My Thanksgiving post will be tomorrow, but as I've been cooking these last couple of days I've really thought about the garden year and what I'm thankful for. It isn't what you expect. I grow my own organic food and shop at farmers markets. I compost. I give to the Nature Conservancy every year. I belong to freecycle so I don't have to throw things away. When I go out to eat I bring my own take out containers for the leftovers. So I'm into the green spectrum of things where most people want local. Heck I'm even a crafter so want people to think local when they buy for purely personal reasons. You wouldn't think that what I'm thankful for is the non-local food.

I've watched the local food movement grow. I even follow some blogs that are trying to be as food local as possible. But I don't believe in a 100% local food system. I do believe in a partially local food system for all the usual reasons. But I'm thankful that it isn't 100% local.

Years ago I read a paper about the why one country was starving in Africa. It wasn't that it didn't produce enough food to feed all of its people. It did. The problem is that it didn't have a national food system in place. Part of the paper was about food subsidies and the boom and bust cycle of growing. The previous year had been a boom. Too much was produced and the prices fell. The next year there were fewer farmers growing food. Which was problem number one. The second problem was they had a drought in one part of the country.
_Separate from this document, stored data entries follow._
//! Current-watcher context - the implicit tracking stack.
//!
//! While a watcher evaluates its expression it is pushed here, and every
//! reactive slot read during the evaluation subscribes the stack top. This
//! is an explicit stack rather than a single slot so that a nested
//! evaluation (one starting while another is in progress) cannot clobber the
//! outer watcher's tracking; each evaluation pairs one push with one pop.

use std::cell::RefCell;
use std::rc::Rc;

use super::watcher::Watcher;

thread_local! {
    /// Stack of watchers currently evaluating their expressions.
    static WATCHER_STACK: RefCell<Vec<Rc<Watcher>>> = const { RefCell::new(Vec::new()) };
}

/// Push a watcher for the duration of one expression evaluation.
pub fn push_watcher(watcher: &Rc<Watcher>) {
    WATCHER_STACK.with(|stack| {
        stack.borrow_mut().push(Rc::clone(watcher));
    })
}

/// Pop the most recently pushed watcher. Must be called exactly once per
/// push, evaluation failure included.
pub fn pop_watcher() {
    WATCHER_STACK.with(|stack| {
        stack.borrow_mut().pop();
    })
}

/// The watcher currently evaluating, if any.
pub fn current_watcher() -> Option<Rc<Watcher>> {
    WATCHER_STACK.with(|stack| stack.borrow().last().cloned())
}

/// Depth of the evaluation stack. Test hook.
#[cfg(test)]
pub fn stack_depth() -> usize {
    WATCHER_STACK.with(|stack| stack.borrow().len())
}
Add them together and you have a population that can't feed itself. The other part of the paper was how a non-local food economy could have saved them all from starvation. They had no transport or distribution system set up. So had no way of getting the food from the people who had extra to the people who needed it.

This year we had a bad growing season for many things due to an over abundance of rain. I had two crop failures in major calorie crops (corn and winter squash - though to be fair if I had done a later corn I would have been fine). If New England had had to rely on our own production we would have been in trouble. Winter wheat (which accounts for about 3/4 of our US wheat crop) is harvested in late spring and early summer. This was during the time of our weird wet weather. The crop would have rotted in the ground. I tried drying and saving peas this year but because of the timing they all rotted.

So this year I'm thankful for our distributed food system that provides me food no matter what our weather has been. If we are in a drought or we are innundated with rain, I can still eat.


  1. I think this is a very profound post, Daphne. It's too easy to sit in judgment on others, and far harder to really look at the conditions they're dealing with and accept their solutions. Flexibility is key, yet rigidity is so much simpler. (Example: I'm a passionate vegetarian, but wouldn't dream of judging someone because they were not: They could be doing far more good in the world than I could even imagine.) Thanks for a great reminder, and a joyous Thanksgiving to you and yours!---Silence

  2. You are making such a good point. Local is wonderful and important, it supports local producers and economies and I think it usually provides fresher more nutritious food. But can you imagine any urban area, even one in an agriculturally rich area such as where I live, depending solely on local food? It's not possible.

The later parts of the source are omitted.